(Records from a data source)
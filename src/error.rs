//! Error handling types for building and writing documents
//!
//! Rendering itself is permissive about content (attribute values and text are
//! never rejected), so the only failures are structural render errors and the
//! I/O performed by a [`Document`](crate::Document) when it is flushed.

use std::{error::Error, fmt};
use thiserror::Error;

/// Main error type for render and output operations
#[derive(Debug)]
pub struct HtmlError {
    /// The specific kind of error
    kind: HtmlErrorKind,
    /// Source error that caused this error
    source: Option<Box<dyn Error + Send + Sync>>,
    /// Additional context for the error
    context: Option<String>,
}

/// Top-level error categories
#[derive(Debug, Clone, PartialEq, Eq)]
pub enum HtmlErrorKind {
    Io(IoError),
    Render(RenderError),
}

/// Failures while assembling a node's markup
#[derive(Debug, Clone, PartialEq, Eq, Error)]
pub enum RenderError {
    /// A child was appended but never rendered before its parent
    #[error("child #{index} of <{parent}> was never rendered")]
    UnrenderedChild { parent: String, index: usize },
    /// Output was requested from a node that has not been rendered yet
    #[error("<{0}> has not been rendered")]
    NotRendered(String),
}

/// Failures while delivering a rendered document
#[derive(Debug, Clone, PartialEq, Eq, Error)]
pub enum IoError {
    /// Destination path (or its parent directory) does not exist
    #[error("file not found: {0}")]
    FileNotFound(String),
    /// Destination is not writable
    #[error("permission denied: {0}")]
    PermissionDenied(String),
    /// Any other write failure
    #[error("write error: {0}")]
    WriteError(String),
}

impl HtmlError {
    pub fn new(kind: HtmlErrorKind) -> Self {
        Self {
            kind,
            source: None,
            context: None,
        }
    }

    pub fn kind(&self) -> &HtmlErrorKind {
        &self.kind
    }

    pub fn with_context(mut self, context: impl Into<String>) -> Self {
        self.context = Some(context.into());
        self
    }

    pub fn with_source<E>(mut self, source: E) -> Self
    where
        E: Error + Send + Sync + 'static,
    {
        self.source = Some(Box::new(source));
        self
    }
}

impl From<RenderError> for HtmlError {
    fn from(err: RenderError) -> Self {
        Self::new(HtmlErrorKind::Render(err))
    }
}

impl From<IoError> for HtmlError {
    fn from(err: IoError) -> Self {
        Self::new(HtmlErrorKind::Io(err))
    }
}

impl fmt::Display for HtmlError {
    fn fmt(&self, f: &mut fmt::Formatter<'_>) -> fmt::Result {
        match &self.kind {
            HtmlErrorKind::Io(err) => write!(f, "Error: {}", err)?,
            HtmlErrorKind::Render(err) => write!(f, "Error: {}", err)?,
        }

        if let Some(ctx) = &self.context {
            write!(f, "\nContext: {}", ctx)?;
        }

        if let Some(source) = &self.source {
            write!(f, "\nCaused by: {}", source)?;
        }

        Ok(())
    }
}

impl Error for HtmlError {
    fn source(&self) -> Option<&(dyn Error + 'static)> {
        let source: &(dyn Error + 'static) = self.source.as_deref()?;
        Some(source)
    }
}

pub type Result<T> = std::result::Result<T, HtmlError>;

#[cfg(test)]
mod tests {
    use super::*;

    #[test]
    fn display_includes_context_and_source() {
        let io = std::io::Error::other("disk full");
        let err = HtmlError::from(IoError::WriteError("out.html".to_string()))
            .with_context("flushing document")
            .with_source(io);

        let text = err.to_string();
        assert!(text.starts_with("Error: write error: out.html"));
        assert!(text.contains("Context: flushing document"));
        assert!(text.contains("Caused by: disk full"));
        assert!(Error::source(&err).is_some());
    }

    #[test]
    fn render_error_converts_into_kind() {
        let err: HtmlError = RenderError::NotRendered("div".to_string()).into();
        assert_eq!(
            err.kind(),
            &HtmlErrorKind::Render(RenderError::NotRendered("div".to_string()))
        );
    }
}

## What this task involves
Quote all of the entries verbatim.

## Response for this exercise
filename src/error.rs
//! Error handling types for building and writing documents
//!
//! Rendering itself is permissive about content (attribute values and text are
//! never rejected), so the only failures are structural render errors and the
//! I/O performed by a [`Document`](crate::Document) when it is flushed.

use std::{error::Error, fmt};
use thiserror::Error;

/// Main error type for render and output operations
#[derive(Debug)]
pub struct HtmlError {
    /// The specific kind of error
    kind: HtmlErrorKind,
    /// Source error that caused this error
    source: Option<Box<dyn Error + Send + Sync>>,
    /// Additional context for the error
    context: Option<String>,
}

/// Top-level error categories
#[derive(Debug, Clone, PartialEq, Eq)]
pub enum HtmlErrorKind {
    Io(IoError),
    Render(RenderError),
}

/// Failures while assembling a node's markup
#[derive(Debug, Clone, PartialEq, Eq, Error)]
pub enum RenderError {
    /// A child was appended but never rendered before its parent
    #[error("child #{index} of <{parent}> was never rendered")]
    UnrenderedChild { parent: String, index: usize },
    /// Output was requested from a node that has not been rendered yet
    #[error("<{0}> has not been rendered")]
    NotRendered(String),
}

/// Failures while delivering a rendered document
#[derive(Debug, Clone, PartialEq, Eq, Error)]
pub enum IoError {
    /// Destination path (or its parent directory) does not exist
    #[error("file not found: {0}")]
    FileNotFound(String),
    /// Destination is not writable
    #[error("permission denied: {0}")]
    PermissionDenied(String),
    /// Any other write failure
    #[error("write error: {0}")]
    WriteError(String),
}

impl HtmlError {
    pub fn new(kind: HtmlErrorKind) -> Self {
        Self {
            kind,
            source: None,
            context: None,
        }
    }

    pub fn kind(&self) -> &HtmlErrorKind {
        &self.kind
    }

    pub fn with_context(mut self, context: impl Into<String>) -> Self {
        self.context = Some(context.into());
        self
    }

    pub fn with_source<E>(mut self, source: E) -> Self
    where
        E: Error + Send + Sync + 'static,
    {
        self.source = Some(Box::new(source));
        self
    }
}

impl From<RenderError> for HtmlError {
    fn from(err: RenderError) -> Self {
        Self::new(HtmlErrorKind::Render(err))
    }
}

impl From<IoError> for HtmlError {
    fn from(err: IoError) -> Self {
        Self::new(HtmlErrorKind::Io(err))
    }
}

impl fmt::Display for HtmlError {
    fn fmt(&self, f: &mut fmt::Formatter<'_>) -> fmt::Result {
        match &self.kind {
            HtmlErrorKind::Io(err) => write!(f, "Error: {}", err)?,
            HtmlErrorKind::Render(err) => write!(f, "Error: {}", err)?,
        }

        if let Some(ctx) = &self.context {
            write!(f, "\nContext: {}", ctx)?;
        }

        if let Some(source) = &self.source {
            write!(f, "\nCaused by: {}", source)?;
        }

        Ok(())
    }
}

impl Error for HtmlError {
    fn source(&self) -> Option<&(dyn Error + 'static)> {
        let source: &(dyn Error + 'static) = self.source.as_deref()?;
        Some(source)
    }
}

pub type Result<T> = std::result::Result<T, HtmlError>;

#[cfg(test)]
mod tests {
    use super::*;

    #[test]
    fn display_includes_context_and_source() {
        let io = std::io::Error::other("disk full");
        let err = HtmlError::from(IoError::WriteError("out.html".to_string()))
            .with_context("flushing document")
            .with_source(io);

        let text = err.to_string();
        assert!(text.starts_with("Error: write error: out.html"));
        assert!(text.contains("Context: flushing document"));
        assert!(text.contains("Caused by: disk full"));
        assert!(Error::source(&err).is_some());
    }

    #[test]
    fn render_error_converts_into_kind() {
        let err: HtmlError = RenderError::NotRendered("div".to_string()).into();
        assert_eq!(
            err.kind(),
            &HtmlErrorKind::Render(RenderError::NotRendered("div".to_string()))
        );
    }
}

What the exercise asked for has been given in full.